* [TASK INSTRUCTIONS]:
Set the data down once more, in full and exactly.

Saved entries:
-------
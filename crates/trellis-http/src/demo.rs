//! Contact directory served by the demo binary.
//!
//! `/index` shows a search, a paged contact table with a result count, a
//! form adding contacts and a reload button. Each listener has its own
//! endpoint so it can be refreshed on its own.

#![allow(missing_docs)]

use std::sync::Arc;

use parking_lot::Mutex;
use trellis::component::{FieldKind, FormField, ATTR_KEY};
use trellis::form::FieldErrors;
use trellis::table::{PAGE_NUMBER_PARAM, PAGE_SIZE_PARAM};
use trellis::{
    Component, Request, ServiceError, ServiceRegistry, SubmissionResponse, TableData, Ui,
};

pub const PAGE_SIZE: usize = 5;

#[derive(Debug, Clone, PartialEq, Eq)]
pub struct Contact {
    pub name: String,
    pub city: String,
}

impl Contact {
    fn new(name: &str, city: &str) -> Self {
        Self {
            name: name.to_owned(),
            city: city.to_owned(),
        }
    }
}

#[must_use]
pub fn sample_contacts() -> Vec<Contact> {
    [
        ("Ada", "London"),
        ("Alan", "Manchester"),
        ("Barbara", "Boston"),
        ("Edsger", "Eindhoven"),
        ("Grace", "Arlington"),
        ("Ken", "Murray Hill"),
        ("Margaret", "Boston"),
        ("Niklaus", "Zurich"),
        ("Tony", "Oxford"),
        ("Donald", "Stanford"),
        ("Frances", "Poughkeepsie"),
        ("John", "Princeton"),
    ]
    .into_iter()
    .map(|(name, city)| Contact::new(name, city))
    .collect()
}

fn matching(contacts: &[Contact], request: &Request<'_>) -> Vec<Contact> {
    let query = request.string_or("q", "").to_lowercase();
    contacts
        .iter()
        .filter(|contact| {
            contact.name.to_lowercase().contains(&query)
                || contact.city.to_lowercase().contains(&query)
        })
        .cloned()
        .collect()
}

fn contact_table(contacts: &[Contact]) -> Result<TableData, ServiceError> {
    let mut table = TableData::new(["Name", "City"])?;
    for contact in contacts {
        table.push_row(vec![Some(contact.name.clone()), Some(contact.city.clone())])?;
    }
    Ok(table)
}

fn contacts_component(
    ui: &Ui,
    contacts: &[Contact],
    request: &Request<'_>,
) -> Result<Component, ServiceError> {
    let found = matching(contacts, request);
    let page = request.int_or(PAGE_NUMBER_PARAM, 1)?;
    let size = request.int_or(PAGE_SIZE_PARAM, PAGE_SIZE as i64)?;
    let size = usize::try_from(size).map_err(|_| ServiceError::InvalidParameter {
        name: PAGE_SIZE_PARAM.into(),
        value: size.to_string().into(),
    })?;
    let table = ui.table_with("Contacts", contact_table(&found)?.page_of(page, size));
    Ok(table.with_source("/contacts")?)
}

fn count_component(
    ui: &Ui,
    contacts: &[Contact],
    request: &Request<'_>,
) -> Result<Component, ServiceError> {
    let found = matching(contacts, request);
    let mut count = ui.paragraph(format!("{} of {} contacts", found.len(), contacts.len()));
    if let Ok(key) = request.string(ATTR_KEY) {
        count.append(ui.text(format!(" (reload {key})")));
    }
    Ok(count.with_source("/count")?)
}

fn index_page(ui: &Ui, contacts: &[Contact]) -> Result<Component, ServiceError> {
    let parameters = trellis::Parameters::new();
    let request = Request::new("/index", &parameters);
    let table = contacts_component(ui, contacts, &request)?;
    let count = count_component(ui, contacts, &request)?;

    let mut search = ui.search("Find", "Search");
    search.add_field(
        FormField::new(FieldKind::Search, "Name or city", "q").with_placeholder("e.g. Boston"),
    )?;
    search.connect_listener(&table)?;
    search.connect_listener(&count)?;

    let mut add = ui.form("Add contact", "/contacts/add");
    add.add_field(FormField::new(FieldKind::String, "Name", "name"))?;
    add.add_field(FormField::new(FieldKind::String, "City", "city"))?;
    add.connect_listener(&table)?;
    add.connect_listener(&count)?;

    let mut reload = ui.refresh_button("Reload");
    reload.set_attribute(ATTR_KEY, "manual")?;
    reload.connect_listener(&count)?;

    let mut page = ui.page("Contacts");
    page.set_parameter("app", "trellis-demo")?;
    Ok(page
        .with_child(search)
        .with_child(count)
        .with_child(table)
        .with_child(add)
        .with_child(reload))
}

/// Registry serving the contact directory, starting from `contacts`.
#[must_use]
pub fn registry(contacts: Vec<Contact>) -> ServiceRegistry {
    let registry = ServiceRegistry::new();
    let contacts = Arc::new(Mutex::new(contacts));

    let shared = Arc::clone(&contacts);
    registry.register_component("/index", move |ui, _| index_page(ui, &shared.lock()));

    let shared = Arc::clone(&contacts);
    registry.register_component("/contacts", move |ui, request| {
        contacts_component(ui, &shared.lock(), request)
    });

    let shared = Arc::clone(&contacts);
    registry.register_component("/count", move |ui, request| {
        count_component(ui, &shared.lock(), request)
    });

    let shared = Arc::clone(&contacts);
    registry.register_form_target("/contacts/add", move |request| {
        let name = request.string_or("name", "").trim();
        let city = request.string_or("city", "").trim();
        let mut errors = FieldErrors::new();
        if name.is_empty() {
            errors.insert("name".to_owned(), "required".to_owned());
        }
        if city.is_empty() {
            errors.insert("city".to_owned(), "required".to_owned());
        }
        if !errors.is_empty() {
            return Ok(SubmissionResponse::rejected("contact not added", errors));
        }
        shared.lock().push(Contact::new(name, city));
        Ok(SubmissionResponse::accepted(format!("added {name}")))
    });

    registry
}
-------
* [TASK SOLUTION]:
filename crates/trellis-http/src/demo.rs
//! Contact directory served by the demo binary.
//!
//! `/index` shows a search, a paged contact table with a result count, a
//! form adding contacts and a reload button. Each listener has its own
//! endpoint so it can be refreshed on its own.

#![allow(missing_docs)]

use std::sync::Arc;

use parking_lot::Mutex;
use trellis::component::{FieldKind, FormField, ATTR_KEY};
use trellis::form::FieldErrors;
use trellis::table::{PAGE_NUMBER_PARAM, PAGE_SIZE_PARAM};
use trellis::{
    Component, Request, ServiceError, ServiceRegistry, SubmissionResponse, TableData, Ui,
};

pub const PAGE_SIZE: usize = 5;

#[derive(Debug, Clone, PartialEq, Eq)]
pub struct Contact {
    pub name: String,
    pub city: String,
}

impl Contact {
    fn new(name: &str, city: &str) -> Self {
        Self {
            name: name.to_owned(),
            city: city.to_owned(),
        }
    }
}

#[must_use]
pub fn sample_contacts() -> Vec<Contact> {
    [
        ("Ada", "London"),
        ("Alan", "Manchester"),
        ("Barbara", "Boston"),
        ("Edsger", "Eindhoven"),
        ("Grace", "Arlington"),
        ("Ken", "Murray Hill"),
        ("Margaret", "Boston"),
        ("Niklaus", "Zurich"),
        ("Tony", "Oxford"),
        ("Donald", "Stanford"),
        ("Frances", "Poughkeepsie"),
        ("John", "Princeton"),
    ]
    .into_iter()
    .map(|(name, city)| Contact::new(name, city))
    .collect()
}

fn matching(contacts: &[Contact], request: &Request<'_>) -> Vec<Contact> {
    let query = request.string_or("q", "").to_lowercase();
    contacts
        .iter()
        .filter(|contact| {
            contact.name.to_lowercase().contains(&query)
                || contact.city.to_lowercase().contains(&query)
        })
        .cloned()
        .collect()
}

fn contact_table(contacts: &[Contact]) -> Result<TableData, ServiceError> {
    let mut table = TableData::new(["Name", "City"])?;
    for contact in contacts {
        table.push_row(vec![Some(contact.name.clone()), Some(contact.city.clone())])?;
    }
    Ok(table)
}

fn contacts_component(
    ui: &Ui,
    contacts: &[Contact],
    request: &Request<'_>,
) -> Result<Component, ServiceError> {
    let found = matching(contacts, request);
    let page = request.int_or(PAGE_NUMBER_PARAM, 1)?;
    let size = request.int_or(PAGE_SIZE_PARAM, PAGE_SIZE as i64)?;
    let size = usize::try_from(size).map_err(|_| ServiceError::InvalidParameter {
        name: PAGE_SIZE_PARAM.into(),
        value: size.to_string().into(),
    })?;
    let table = ui.table_with("Contacts", contact_table(&found)?.page_of(page, size));
    Ok(table.with_source("/contacts")?)
}

fn count_component(
    ui: &Ui,
    contacts: &[Contact],
    request: &Request<'_>,
) -> Result<Component, ServiceError> {
    let found = matching(contacts, request);
    let mut count = ui.paragraph(format!("{} of {} contacts", found.len(), contacts.len()));
    if let Ok(key) = request.string(ATTR_KEY) {
        count.append(ui.text(format!(" (reload {key})")));
    }
    Ok(count.with_source("/count")?)
}

fn index_page(ui: &Ui, contacts: &[Contact]) -> Result<Component, ServiceError> {
    let parameters = trellis::Parameters::new();
    let request = Request::new("/index", &parameters);
    let table = contacts_component(ui, contacts, &request)?;
    let count = count_component(ui, contacts, &request)?;

    let mut search = ui.search("Find", "Search");
    search.add_field(
        FormField::new(FieldKind::Search, "Name or city", "q").with_placeholder("e.g. Boston"),
    )?;
    search.connect_listener(&table)?;
    search.connect_listener(&count)?;

    let mut add = ui.form("Add contact", "/contacts/add");
    add.add_field(FormField::new(FieldKind::String, "Name", "name"))?;
    add.add_field(FormField::new(FieldKind::String, "City", "city"))?;
    add.connect_listener(&table)?;
    add.connect_listener(&count)?;

    let mut reload = ui.refresh_button("Reload");
    reload.set_attribute(ATTR_KEY, "manual")?;
    reload.connect_listener(&count)?;

    let mut page = ui.page("Contacts");
    page.set_parameter("app", "trellis-demo")?;
    Ok(page
        .with_child(search)
        .with_child(count)
        .with_child(table)
        .with_child(add)
        .with_child(reload))
}

/// Registry serving the contact directory, starting from `contacts`.
#[must_use]
pub fn registry(contacts: Vec<Contact>) -> ServiceRegistry {
    let registry = ServiceRegistry::new();
    let contacts = Arc::new(Mutex::new(contacts));

    let shared = Arc::clone(&contacts);
    registry.register_component("/index", move |ui, _| index_page(ui, &shared.lock()));

    let shared = Arc::clone(&contacts);
    registry.register_component("/contacts", move |ui, request| {
        contacts_component(ui, &shared.lock(), request)
    });

    let shared = Arc::clone(&contacts);
    registry.register_component("/count", move |ui, request| {
        count_component(ui, &shared.lock(), request)
    });

    let shared = Arc::clone(&contacts);
    registry.register_form_target("/contacts/add", move |request| {
        let name = request.string_or("name", "").trim();
        let city = request.string_or("city", "").trim();
        let mut errors = FieldErrors::new();
        if name.is_empty() {
            errors.insert("name".to_owned(), "required".to_owned());
        }
        if city.is_empty() {
            errors.insert("city".to_owned(), "required".to_owned());
        }
        if !errors.is_empty() {
            return Ok(SubmissionResponse::rejected("contact not added", errors));
        }
        shared.lock().push(Contact::new(name, city));
        Ok(SubmissionResponse::accepted(format!("added {name}")))
    });

    registry
}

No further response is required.